Scientific classification
- Kingdom: Animalia
- Phylum: Chordata
- Class: Reptilia
- Order: Squamata
- Family: Cordylidae
- Genus: Platysaurus
- Species: P. pungweensis
- Binomial name: Platysaurus pungweensis Broadley, 1959

= Pungwe flat lizard =

- Genus: Platysaurus
- Species: pungweensis
- Authority: Broadley, 1959
- Conservation status: LC

Species of lizard

The Pungwe flat lizard (Platysaurus pungweensis) is a species of lizard in the Cordylidae family.

==Description==
Females and juveniles of the Pungwe flat lizard are black and striped on their backs. Males vary by subspecies. The species resembles the common flat lizard, Platysaurus intermedius.

==Geography==
Pungwe flat lizards live in eastern Zimbabwe and adjacent Mozambique.
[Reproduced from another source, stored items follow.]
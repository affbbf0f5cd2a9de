use async_trait::async_trait;
use axum::{
    body::Body,
    http::{Request, StatusCode},
    Router,
};
use http_body_util::BodyExt;
use membership_server::{create_app, MembershipServer};
use membership_service::{
    BenefitPublisher, BenefitStatusRequest, EntitlementPayload, InMemoryMembershipStore, MembershipResult,
    MembershipService,
};
use serde_json::{json, Value};
use std::sync::atomic::{AtomicUsize, Ordering};
use std::sync::Arc;
use tower::ServiceExt;

#[derive(Default)]
struct CountingPublisher {
    published: AtomicUsize,
}

#[async_trait]
impl BenefitPublisher for CountingPublisher {
    async fn publish(&self, _payload: &EntitlementPayload) -> MembershipResult<()> {
        self.published.fetch_add(1, Ordering::SeqCst);
        Ok(())
    }

    async fn suspend_benefits(&self, _request: &BenefitStatusRequest) -> MembershipResult<()> {
        Ok(())
    }

    async fn activate_benefits(&self, _request: &BenefitStatusRequest) -> MembershipResult<()> {
        Ok(())
    }

    async fn deactivate_benefits(&self, _request: &BenefitStatusRequest) -> MembershipResult<()> {
        Ok(())
    }
}

struct TestApp {
    app: Router,
    publisher: Arc<CountingPublisher>,
}

impl TestApp {
    fn new() -> Self {
        let publisher = Arc::new(CountingPublisher::default());
        let service = MembershipService::new(Arc::new(InMemoryMembershipStore::new()), publisher.clone());
        Self {
            app: create_app(MembershipServer::new(service)),
            publisher,
        }
    }

    async fn send(&self, method: &str, uri: &str, body: Option<Value>) -> (StatusCode, Value) {
        let builder = Request::builder().method(method).uri(uri);
        let request = match body {
            Some(body) => builder
                .header("content-type", "application/json")
                .body(Body::from(body.to_string()))
                .unwrap(),
            None => builder.body(Body::empty()).unwrap(),
        };

        let response = self.app.clone().oneshot(request).await.unwrap();
        let status = response.status();
        let bytes = response.into_body().collect().await.unwrap().to_bytes();
        let value = serde_json::from_slice(&bytes).unwrap_or(Value::Null);
        (status, value)
    }

    async fn post(&self, uri: &str, body: Value) -> Value {
        let (status, value) = self.send("POST", uri, Some(body)).await;
        assert_eq!(status, StatusCode::OK, "POST {uri} failed: {value}");
        value
    }
}

fn id(value: &Value) -> i64 {
    value["data"]["id"].as_i64().unwrap()
}

#[tokio::test]
async fn test_health_check() {
    let app = TestApp::new();
    let (status, body) = app.send("GET", "/health", None).await;

    assert_eq!(status, StatusCode::OK);
    assert_eq!(body["status"], "healthy");
}

#[tokio::test]
async fn test_setup_and_process_category_over_http() {
    let app = TestApp::new();
    let base = "/api/v1/membership";

    let payer = app
        .post(
            &format!("{base}/payers"),
            json!({ "name": "Jubilee Insurance", "contact": null, "payer_type": "UNDERWRITER" }),
        )
        .await;
    let plan = app
        .post(
            &format!("{base}/plans"),
            json!({ "name": "Corporate Gold", "plan_type": "SCHEME", "access_mode": "CARD" }),
        )
        .await;
    let policy = app
        .post(
            &format!("{base}/policies"),
            json!({
                "plan_id": id(&plan),
                "policy_number": "POL-2024-001",
                "start_date": "2024-01-01",
                "end_date": "2024-12-31"
            }),
        )
        .await;
    let categories = app
        .post(
            &format!("{base}/categories"),
            json!({
                "policy_id": id(&policy),
                "categories": [{ "name": "Gold", "description": null, "jic_scheme_code": null,
                                 "apa_scheme_code": null, "policy_payer_code": null }]
            }),
        )
        .await;
    let category_id = categories["data"][0]["id"].as_i64().unwrap();
    let catalog = app
        .post(
            &format!("{base}/catalog"),
            json!([{ "code": "DEN", "name": "Dental", "service_group": "DENTAL" }]),
        )
        .await;
    let catalog_id = catalog["data"][0]["id"].as_i64().unwrap();

    app.post(
        &format!("{base}/benefits"),
        json!({
            "category_id": category_id,
            "parent_id": null,
            "catalog_id": catalog_id,
            "payer_id": id(&payer),
            "name": "Dental",
            "limit": 50000.0,
            "suspension_threshold": 5000.0,
            "applicable_gender": "ALL",
            "applicable_member": "ALL",
            "sharing": "INDIVIDUAL",
            "co_payment_required": false,
            "pre_auth_type": "NONE",
            "waiting_period": "ZERO_DAYS"
        }),
    )
    .await;
    app.post(
        &format!("{base}/beneficiaries"),
        json!({
            "category_id": category_id,
            "principal_id": null,
            "name": "John Kamau",
            "member_number": "LCT-001",
            "beneficiary_type": "PRINCIPAL",
            "gender": "MALE",
            "dob": "1985-07-12",
            "phone_number": null,
            "email": null,
            "nhif_number": null,
            "jic_entity_id": null,
            "apa_entity_id": null
        }),
    )
    .await;

    let summary = app.post(&format!("{base}/category/{category_id}/process"), json!({})).await;
    assert_eq!(summary["success"], true);
    assert_eq!(summary["msg"], "Completed processing benefits for category Gold");
    assert_eq!(summary["data"]["status"], "PROCESSED");
    assert_eq!(summary["data"]["published"], 1);
    assert_eq!(app.publisher.published.load(Ordering::SeqCst), 1);

    let (status, category) = app.send("GET", &format!("{base}/categories/{category_id}"), None).await;
    assert_eq!(status, StatusCode::OK);
    assert_eq!(category["data"]["status"], "PROCESSED");
}

#[tokio::test]
async fn test_unknown_category_maps_to_not_found() {
    let app = TestApp::new();
    let (status, body) = app.send("POST", "/api/v1/membership/category/77/process", None).await;

    assert_eq!(status, StatusCode::NOT_FOUND);
    assert_eq!(body["success"], false);
    assert_eq!(body["error_type"], "not_found");
    assert_eq!(body["code"], "RESOURCE_2001");
    assert_eq!(body["msg"], "Category 77 not found");
}

#[tokio::test]
async fn test_duplicate_payer_maps_to_conflict() {
    let app = TestApp::new();
    let payer = json!({ "name": "Britam", "contact": null, "payer_type": "UNDERWRITER" });
    app.post("/api/v1/membership/payers", payer.clone()).await;

    let (status, body) = app.send("POST", "/api/v1/membership/payers", Some(payer)).await;
    assert_eq!(status, StatusCode::CONFLICT);
    assert_eq!(body["error_type"], "conflict");
}

#[tokio::test]
async fn test_payers_can_be_filtered_by_type() {
    let app = TestApp::new();
    app.post(
        "/api/v1/membership/payers",
        json!({ "name": "Britam", "contact": null, "payer_type": "UNDERWRITER" }),
    )
    .await;
    app.post(
        "/api/v1/membership/payers",
        json!({ "name": "Safaricom", "contact": null, "payer_type": "CORPORATE" }),
    )
    .await;

    let (status, body) = app.send("GET", "/api/v1/membership/payers?type=CORPORATE", None).await;
    assert_eq!(status, StatusCode::OK);
    let payers = body["data"].as_array().unwrap();
    assert_eq!(payers.len(), 1);
    assert_eq!(payers[0]["name"], "Safaricom");
}

#[tokio::test]
async fn test_search_without_term_is_a_bad_request() {
    let app = TestApp::new();

    for uri in [
        "/api/v1/membership/beneficiaries/search",
        "/api/v1/membership/catalog/search",
    ] {
        let (status, body) = app.send("GET", uri, None).await;
        assert_eq!(status, StatusCode::BAD_REQUEST, "{uri}");
        assert_eq!(body["error_type"], "validation_error");
        assert_eq!(body["code"], "VALIDATION_1003");
        assert_eq!(body["msg"], "Query parameter 'q' is required");
    }

    let (status, body) = app.send("GET", "/api/v1/membership/beneficiaries/search?q=ab", None).await;
    assert_eq!(status, StatusCode::BAD_REQUEST);
    assert_eq!(body["msg"], "Search term must be at least 3 characters");
}

#[tokio::test]
async fn test_payer_codes_and_catalog_search_over_http() {
    let app = TestApp::new();
    let base = "/api/v1/membership";

    let payer = app
        .post(
            &format!("{base}/payers"),
            json!({ "name": "Jubilee Insurance", "contact": null, "payer_type": "UNDERWRITER" }),
        )
        .await;
    let payer_id = id(&payer);
    let catalog = app
        .post(
            &format!("{base}/catalog"),
            json!([
                { "code": "DEN", "name": "Dental", "service_group": "DENTAL" },
                { "code": "OPT", "name": "Optical", "service_group": "OPTICAL" }
            ]),
        )
        .await;
    let dental_id = catalog["data"][0]["id"].as_i64().unwrap();

    let mapping = app
        .post(
            &format!("{base}/payers/mappings"),
            json!({ "payer_id": payer_id, "catalog_id": dental_id, "code": "JUB-DEN" }),
        )
        .await;
    assert_eq!(mapping["data"]["code"], "JUB-DEN");

    let (status, body) = app
        .send(
            "POST",
            &format!("{base}/payers/mappings"),
            Some(json!({ "payer_id": payer_id, "catalog_id": dental_id, "code": "JUB-DEN-2" })),
        )
        .await;
    assert_eq!(status, StatusCode::CONFLICT);
    assert_eq!(body["error_type"], "conflict");

    let (status, body) = app.send("GET", &format!("{base}/payers/{payer_id}/mappings"), None).await;
    assert_eq!(status, StatusCode::OK);
    assert_eq!(body["data"].as_array().unwrap().len(), 1);

    let (status, body) = app.send("GET", &format!("{base}/catalog/search?q=dent"), None).await;
    assert_eq!(status, StatusCode::OK);
    let found = body["data"].as_array().unwrap();
    assert_eq!(found.len(), 1);
    assert_eq!(found[0]["code"], "DEN");

    let (status, body) = app.send("GET", &format!("{base}/payers/{payer_id}/plans"), None).await;
    assert_eq!(status, StatusCode::OK);
    assert!(body["data"].as_array().unwrap().is_empty());

    let (status, body) = app
        .send("POST", &format!("{base}/benefits/payers"), Some(json!({ "benefit_ids": [42] })))
        .await;
    assert_eq!(status, StatusCode::OK);
    assert!(body["data"].as_array().unwrap().is_empty());
}
use anyhow::Context;
use clap::Parser;
use std::net::SocketAddr;
use tracing::info;

use membership_server::{create_app, MembershipServer};
use membership_service::MembershipConfig;

/// Membership Engine HTTP Server
#[derive(Parser, Debug)]
#[command(name = "membership-server")]
#[command(about = "Scheme administration and benefit processing HTTP API server")]
struct Args {
    /// Server bind address
    #[arg(long, env = "MEMBERSHIP_HOST", default_value = "0.0.0.0")]
    host: String,

    /// Server port
    #[arg(short, long, env = "MEMBERSHIP_PORT", default_value = "8080")]
    port: u16,

    /// Configuration file path (yaml, toml or json)
    #[arg(short, long)]
    config: Option<String>,

    /// Enable verbose logging
    #[arg(short, long)]
    verbose: bool,
}

#[tokio::main]
async fn main() -> anyhow::Result<()> {
    dotenvy::dotenv().ok();
    let args = Args::parse();

    let mut config = MembershipConfig::load(args.config.as_deref()).context("Failed to load configuration")?;
    if args.verbose {
        config.logging.log_level = "debug".to_string();
    }
    logger_redacted::init_tracing(&config.logging).context("Failed to initialise logging")?;

    info!(version = env!("CARGO_PKG_VERSION"), "Starting Membership Engine HTTP Server");

    let server = MembershipServer::from_config(&config)
        .await
        .context("Failed to initialise membership service")?;
    let app = create_app(server);

    let addr: SocketAddr = format!("{}:{}", args.host, args.port)
        .parse()
        .with_context(|| format!("Invalid bind address {}:{}", args.host, args.port))?;
    let listener = tokio::net::TcpListener::bind(addr)
        .await
        .with_context(|| format!("Failed to bind to {addr}"))?;

    info!("Membership server running on http://{addr}");
    info!("Health check available at: http://{addr}/health");
    info!("API available at: http://{addr}/api/v1/membership");

    axum::serve(listener, app).await.context("HTTP server error")?;
    Ok(())
}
The type was obtained at the Pungwe River at 730 m (2,400 ft) above sea level, near the eastern border of Rhodesia (current Zimbabwe).

==Habitat and ecology==
Pungwe flat lizards inhabit low rock outcrops and large hills in mesic savanna. They eat ants and beetles.

==Subspecies==
Two subspecies are accepted:
- P. p. pungweensis – Eastern Highlands of Zimbabwe and adjacent Mozambique
- P. p. blakei Broadley, 1964 – outcrops and inselbergs in the lowlands of southern Manica Platform, central Mozambique. Type locality 15 mi southeast of Vila de Manica.